You’ve probably heard that IBM launched two new, public cloud offerings recently, Enterprise and Enterprise+. These offerings are oriented around the requirements IBM is getting from larger companies – they’re hoping to match the feature sets to existing work-loads and application types.

While at the IBM Cloud Forum where IBM announced these offerings, I sat down with IBM’s Jan Jackman and CohesiveFT’s Craig Heimark to talk about these offerings. Jan tells us about the two Smart Clouds and the types of work-loads people are using cloud for; Craig goes over how CohesiveFT partners with IBM to secure these work-loads and help manage the stacks.


Michael Coté: Well hello everybody, here we are in lovely San Franscisco at the IBM Cloud Forum, and I’ve got two guests with me to talk about something that IBM came out with today which is pretty exciting with all the cloud discussion that’s been going on. And that’s sort of two types of Smart Cloud, if you will. Do you guys want to introduce yourselves?

Jan Jackman: Sure, I’m Jan Jackman and I lead our global cloud services as part of IBM Global Technology Service division within IBM.

Michael Coté: And yourself?

Craig Heimark: And I’m Craig Heimark, I’m one of the Founders of CohesiveFT, we’re one of the cloud partners of IBM.

Michael Coté: Like I was saying, you guys came out with two Smart Cloud offerings today, Enterprise and Enterprise Plus, and I’m wondering if you could just give us an overview of what those offerings are?

Jan Jackman: Sure. What we see in the marketplace is that most of our Enterprise customers have a variety of workloads or applications that they need to run in the cloud environment and move to the cloud environment. And there are different characteristics that are required based on security, based on the type of workload whether it’s bursty type of workload that runs within days or weeks or if it’s a long running production application that may run months or years.

And so what we introduced today is the Enterprise platform which deals with the multi-tenant bursty type of workload, so workloads that would be like the development and test environment or even applications that may run for a short period of time, that could leverage as cloud and the associated service level agreements with that type of a workload.

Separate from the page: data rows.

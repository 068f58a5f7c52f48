//! Tracing middleware attaching a request-scoped trace identifier.
//!
//! Each incoming request receives a UUID [`TraceId`] held in task-local
//! storage for correlation across logs and error payloads, and every
//! response carries it back in a `trace-id` header.

use std::task::{Context, Poll};

use actix_web::Error;
use actix_web::dev::{Service, ServiceRequest, ServiceResponse, Transform};
use actix_web::http::header::{HeaderName, HeaderValue};
use futures_util::future::{LocalBoxFuture, Ready, ready};
use tracing::error;

use crate::domain::TraceId;

/// Middleware attaching a request-scoped UUID and adding a `trace-id`
/// header to every response.
///
/// Handlers can read the identifier via [`TraceId::current`]; domain error
/// constructors capture it automatically.
///
/// # Examples
/// ```
/// use actix_web::App;
/// use breedsense::Trace;
///
/// let app = App::new().wrap(Trace);
/// ```
#[derive(Clone)]
pub struct Trace;

impl<S, B> Transform<S, ServiceRequest> for Trace
where
    S: Service<ServiceRequest, Response = ServiceResponse<B>, Error = Error> + 'static,
    S::Future: 'static,
    B: 'static,
{
    type Response = ServiceResponse<B>;
    type Error = Error;
    type InitError = ();
    type Transform = TraceMiddleware<S>;
    type Future = Ready<Result<Self::Transform, Self::InitError>>;

    fn new_transform(&self, service: S) -> Self::Future {
        ready(Ok(TraceMiddleware { service }))
    }
}

/// Service wrapper produced by [`Trace`]. Not used directly.
pub struct TraceMiddleware<S> {
    service: S,
}

impl<S, B> Service<ServiceRequest> for TraceMiddleware<S>
where
    S: Service<ServiceRequest, Response = ServiceResponse<B>, Error = Error> + 'static,
    S::Future: 'static,
    B: 'static,
{
    type Response = ServiceResponse<B>;
    type Error = Error;
    type Future = LocalBoxFuture<'static, Result<Self::Response, Self::Error>>;

    fn poll_ready(&self, cx: &mut Context<'_>) -> Poll<Result<(), Self::Error>> {
        self.service.poll_ready(cx)
    }

    fn call(&self, req: ServiceRequest) -> Self::Future {
        let trace_id = TraceId::generate();
        let header_value = trace_id.to_string();
        let fut = self.service.call(req);
        Box::pin(TraceId::scope(trace_id, async move {
            let mut res = fut.await?;
            match HeaderValue::from_str(&header_value) {
                Ok(value) => {
                    res.response_mut()
                        .headers_mut()
                        .insert(HeaderName::from_static("trace-id"), value);
                }
                Err(error) => {
                    error!(
                        %error,
                        trace_id = %trace_id,
                        "failed to encode trace identifier header"
                    );
                }
            }
            Ok(res)
        }))
    }
}

#[cfg(test)]
mod tests {
    //! Regression coverage for this module.

    use actix_web::{App, HttpResponse, test, web};

    use super::*;

    #[actix_web::test]
    async fn adds_trace_id_header() {
        let app = test::init_service(
            App::new()
                .wrap(Trace)
                .route("/", web::get().to(|| async { HttpResponse::Ok().finish() })),
        )
        .await;
        let req = test::TestRequest::get().uri("/").to_request();
        let res = test::call_service(&app, req).await;
        assert!(res.headers().contains_key("trace-id"));
    }

    #[actix_web::test]
    async fn exposes_trace_id_to_handlers() {
        let app = test::init_service(App::new().wrap(Trace).route(
            "/",
            web::get().to(|| async {
                let id = TraceId::current().expect("trace id in scope");
                HttpResponse::Ok().body(id.to_string())
            }),
        ))
        .await;
        let req = test::TestRequest::get().uri("/").to_request();
        let res = test::call_service(&app, req).await;
        let header = res
            .headers()
            .get("trace-id")
            .expect("trace id header")
            .to_str()
            .expect("header is ascii")
            .to_owned();
        let body = test::read_body(res).await;
        let body = std::str::from_utf8(&body).expect("utf8 body");
        assert_eq!(header, body);
    }

    #[actix_web::test]
    async fn propagates_trace_id_into_error_payloads() {
        use crate::domain::{ApiResult, Error as DomainError};

        let app = test::init_service(App::new().wrap(Trace).route(
            "/",
            web::get().to(|| async {
                // Error constructors capture the scoped TraceId automatically.
                ApiResult::<HttpResponse>::Err(DomainError::internal("boom"))
            }),
        ))
        .await;
        let req = test::TestRequest::get().uri("/").to_request();
        let res = test::call_service(&app, req).await;
        let header = res
            .headers()
            .get("trace-id")
            .expect("trace id header")
            .to_str()
            .expect("header is ascii")
            .to_owned();
        let body: DomainError = test::read_body_json(res).await;
        assert_eq!(body.trace_id.as_deref(), Some(header.as_str()));
    }
}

The Enterprise Plus really looks at a fully managed environment. So as clients move from doing a development and test, and then they want to move the app into a production level environment that has higher security needs, higher SLA, higher isolation of different workloads, then we have the continuity of the platforms to be able to move from one environment to the other. So if you take Dev/Test as a use case and take Application Lifecycle Management, what you see is the need to be able move between different cloud environments.

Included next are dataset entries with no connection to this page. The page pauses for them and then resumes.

//! Port for status check persistence.

use async_trait::async_trait;

use crate::domain::StatusCheck;

/// Errors raised by status check repository adapters.
#[derive(Debug, Clone, PartialEq, Eq, thiserror::Error)]
pub enum StatusCheckRepositoryError {
    /// Store connection could not be established.
    #[error("status check store connection failed: {message}")]
    Connection {
        /// Adapter-supplied failure detail.
        message: String,
    },
    /// Query or mutation failed during execution.
    #[error("status check store query failed: {message}")]
    Query {
        /// Adapter-supplied failure detail.
        message: String,
    },
}

impl StatusCheckRepositoryError {
    /// Build a [`Self::Connection`] error.
    pub fn connection(message: impl Into<String>) -> Self {
        Self::Connection {
            message: message.into(),
        }
    }

    /// Build a [`Self::Query`] error.
    pub fn query(message: impl Into<String>) -> Self {
        Self::Query {
            message: message.into(),
        }
    }
}

/// Port for writing and listing status checks.
#[cfg_attr(test, mockall::automock)]
#[async_trait]
pub trait StatusCheckRepository: Send + Sync {
    /// Persist a status check under its own id.
    async fn insert(&self, check: &StatusCheck) -> Result<(), StatusCheckRepositoryError>;

    /// Up to `limit` status checks in insertion order.
    async fn list(&self, limit: usize) -> Result<Vec<StatusCheck>, StatusCheckRepositoryError>;
}

/// Fixture implementation for tests that do not exercise persistence.
#[derive(Debug, Default, Clone, Copy)]
pub struct FixtureStatusCheckRepository;

#[async_trait]
impl StatusCheckRepository for FixtureStatusCheckRepository {
    async fn insert(&self, _check: &StatusCheck) -> Result<(), StatusCheckRepositoryError> {
        Ok(())
    }

    async fn list(&self, _limit: usize) -> Result<Vec<StatusCheck>, StatusCheckRepositoryError> {
        Ok(Vec::new())
    }
}

#[cfg(test)]
mod tests {
    //! Regression coverage for this module.

    use chrono::Utc;
    use uuid::Uuid;

    use super::*;
    use crate::domain::StatusCheckDraft;

    #[tokio::test]
    async fn fixture_round_trip_is_a_no_op() {
        let repo = FixtureStatusCheckRepository;
        let check = StatusCheck::new(StatusCheckDraft {
            id: Uuid::new_v4(),
            client_name: "probe".to_owned(),
            timestamp: Utc::now(),
        })
        .expect("valid status check");

        repo.insert(&check).await.expect("fixture insert succeeds");
        assert!(repo.list(1000).await.expect("fixture list succeeds").is_empty());
    }
}
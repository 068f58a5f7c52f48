//! Service meta endpoints: root greeting plus liveness and readiness probes.

use std::sync::atomic::{AtomicBool, Ordering};

use actix_web::{HttpResponse, get, http::header, web};
use serde::{Deserialize, Serialize};
use utoipa::ToSchema;

/// Root greeting payload.
#[derive(Debug, Clone, Serialize, Deserialize, ToSchema)]
pub struct MessageBody {
    /// Fixed greeting text.
    pub message: String,
}

/// Service root greeting.
#[utoipa::path(
    get,
    path = "/",
    responses((status = 200, description = "Service greeting", body = MessageBody)),
    tags = ["meta"],
    operation_id = "root"
)]
#[get("/")]
pub async fn index() -> web::Json<MessageBody> {
    web::Json(MessageBody {
        message: "Hello World".to_owned(),
    })
}

/// Shared health state for readiness and liveness checks.
pub struct HealthState {
    ready: AtomicBool,
    live: AtomicBool,
}

impl Default for HealthState {
    fn default() -> Self {
        Self {
            ready: AtomicBool::new(false),
            live: AtomicBool::new(true),
        }
    }
}

impl HealthState {
    /// Create a new health state starting as not ready but live.
    #[must_use]
    pub fn new() -> Self {
        Self::default()
    }

    /// Mark the service as ready.
    pub fn mark_ready(&self) {
        self.ready.store(true, Ordering::Release);
    }

    /// Flag the service as unhealthy so liveness checks fail during shutdown.
    pub fn mark_unhealthy(&self) {
        self.live.store(false, Ordering::Release);
    }

    /// Return readiness state.
    #[must_use]
    pub fn is_ready(&self) -> bool {
        self.ready.load(Ordering::Acquire)
    }

    /// Return liveness state.
    #[must_use]
    pub fn is_alive(&self) -> bool {
        self.live.load(Ordering::Acquire)
    }

    fn probe_response(probe_ok: bool) -> HttpResponse {
        let mut response = if probe_ok {
            HttpResponse::Ok()
        } else {
            HttpResponse::ServiceUnavailable()
        };

        response
            .insert_header((header::CACHE_CONTROL, "no-store"))
            .finish()
    }
}

/// Readiness probe. 200 once the server can handle traffic, 503 before.
#[utoipa::path(
    get,
    path = "/health/ready",
    responses(
        (status = 200, description = "Server is ready to handle traffic"),
        (status = 503, description = "Server is not ready")
    ),
    tags = ["health"],
    operation_id = "ready"
)]
#[get("/health/ready")]
pub async fn ready(state: web::Data<HealthState>) -> HttpResponse {
    HealthState::probe_response(state.is_ready())
}

/// Liveness probe. 200 while the process is alive, 503 once draining.
#[utoipa::path(
    get,
    path = "/health/live",
    responses(
        (status = 200, description = "Server is alive"),
        (status = 503, description = "Server is shutting down")
    ),
    tags = ["health"],
    operation_id = "live"
)]
#[get("/health/live")]
pub async fn live(state: web::Data<HealthState>) -> HttpResponse {
    HealthState::probe_response(state.is_alive())
}

#[cfg(test)]
mod tests {
    //! Regression coverage for this module.

    use actix_web::http::StatusCode;
    use actix_web::{App, test};
    use serde_json::Value;

    use super::*;

    #[actix_web::test]
    async fn root_returns_greeting() {
        let app = test::init_service(App::new().service(index)).await;
        let res = test::call_service(&app, test::TestRequest::get().uri("/").to_request()).await;
        assert_eq!(res.status(), StatusCode::OK);
        let body: Value = test::read_body_json(res).await;
        assert_eq!(body["message"], "Hello World");
    }

    #[actix_web::test]
    async fn readiness_flips_after_mark_ready() {
        let state = web::Data::new(HealthState::new());
        let app =
            test::init_service(App::new().app_data(state.clone()).service(ready)).await;

        let res = test::call_service(
            &app,
            test::TestRequest::get().uri("/health/ready").to_request(),
        )
        .await;
        assert_eq!(res.status(), StatusCode::SERVICE_UNAVAILABLE);

        state.mark_ready();
        let res = test::call_service(
            &app,
            test::TestRequest::get().uri("/health/ready").to_request(),
        )
        .await;
        assert_eq!(res.status(), StatusCode::OK);
    }

    #[actix_web::test]
    async fn liveness_fails_once_marked_unhealthy() {
        let state = web::Data::new(HealthState::new());
        let app = test::init_service(App::new().app_data(state.clone()).service(live)).await;

        let res = test::call_service(
            &app,
            test::TestRequest::get().uri("/health/live").to_request(),
        )
        .await;
        assert_eq!(res.status(), StatusCode::OK);

        state.mark_unhealthy();
        let res = test::call_service(
            &app,
            test::TestRequest::get().uri("/health/live").to_request(),
        )
        .await;
        assert_eq!(res.status(), StatusCode::SERVICE_UNAVAILABLE);
    }
}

So you may do development and test, development on a private cloud behind your firewall, you may want to for reasons of economics do performance testing or stimulations on cloud to take advantage of the burst capability of the infrastructure and then you may want to move it into a production environment. So what we see in order to implement these type of workloads with this example, it takes a number of a capabilities from IBM and also capabilities from our partners.

Michael Coté: One of the things that I am starting to like about the Enterprise and the Enterprise Plus offerings were, your guys just take on what the enterprising cloud is, if you will, it’s exactly that you’re getting into that different workloads or applications or different stuff to really abstract that, if you will, then your running on the cloud, sort of demands different handling in the cloud, and at some point you need to get above the level of — we’re achieving all this cloud goodiness with standardization and things like that. But above that there is still a sort of, we don’t want to all have the same application, I guess, or we don’t all have the same application that we could use.

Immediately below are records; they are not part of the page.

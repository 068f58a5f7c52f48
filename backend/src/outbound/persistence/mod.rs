//! Storage adapters for the repository ports.

mod memory;

pub use memory::{InMemoryPredictionRepository, InMemoryStatusCheckRepository};
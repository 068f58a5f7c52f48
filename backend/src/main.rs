//! BreedSense entry point: wires the prediction REST endpoints.

use actix_web::web;
use tracing::warn;
use tracing_subscriber::{EnvFilter, fmt};

use breedsense::inbound::http::health::HealthState;
use breedsense::server::{ServerConfig, create_server};

/// Application bootstrap.
#[actix_web::main]
async fn main() -> std::io::Result<()> {
    if let Err(e) = fmt()
        .with_env_filter(EnvFilter::from_default_env())
        .json()
        .try_init()
    {
        warn!(error = %e, "tracing init failed");
    }

    let config = ServerConfig::from_env()?;
    let health_state = web::Data::new(HealthState::new());
    let server = create_server(health_state, config)?;
    server.await
}
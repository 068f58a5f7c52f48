//! Domain ports and supporting types for the hexagonal boundary.

mod breed_classifier;
mod predict_command;
mod prediction_repository;
mod predictions_query;
mod scratch_store;
mod status_check_repository;
mod status_checks;

#[cfg(test)]
pub use breed_classifier::MockBreedClassifier;
pub use breed_classifier::{BreedClassifier, BreedClassifierError};
#[cfg(test)]
pub use predict_command::MockPredictCommand;
pub use predict_command::{FixturePredictCommand, PredictCommand, PredictRequest, PredictResponse};
#[cfg(test)]
pub use prediction_repository::MockPredictionRepository;
pub use prediction_repository::{
    FixturePredictionRepository, PredictionRepository, PredictionRepositoryError,
};
#[cfg(test)]
pub use predictions_query::MockPredictionsQuery;
pub use predictions_query::{
    AnalyticsSummary, FixturePredictionsQuery, PredictionRecordPayload, PredictionsQuery,
    RecentPredictionsRequest,
};
#[cfg(test)]
pub use scratch_store::MockScratchStore;
pub use scratch_store::{NoopScratchStore, ScratchHandle, ScratchStore, ScratchStoreError};
#[cfg(test)]
pub use status_check_repository::MockStatusCheckRepository;
pub use status_check_repository::{
    FixtureStatusCheckRepository, StatusCheckRepository, StatusCheckRepositoryError,
};
#[cfg(test)]
pub use status_checks::MockStatusChecks;
pub use status_checks::{
    CreateStatusCheckRequest, FixtureStatusChecks, StatusCheckPayload, StatusChecks,
};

Jan Jackman: Right, or the applications have different characteristics from a security or availablity —

Michael Coté: Right, right. And to that end, how is CohesiveFT helping manage all those different workloads in the cloud?

Craig Heimark: Well instead of the technical term stuff or even more specific workloads, we tend to use the word application topologies.

Michael Coté: Right.

Craig Heimark: Because, the real unit of work at the enterprise level is actually the application topology, so typically a cluster of three to ten servers working together that provide some business functionality. And from the get-go we were aimed at making these application topologies portable between different underlying virtualized infrastructures.

So we targeted virtualization as a platform, but knew there were going to be many different flavors of virtualization, so VMware, ESX behind the firewall. IBM’s KVM format and their public cloud, Amazon’s AMI format; and our technologies, what we do is we provide, we call it Secure Cloud Containers. And these containers abstract away, the differences between these different production platforms. And underlining those secure cloud containers are three technologies. There is one that deals with different image types, the different image types that are needed on the different platforms.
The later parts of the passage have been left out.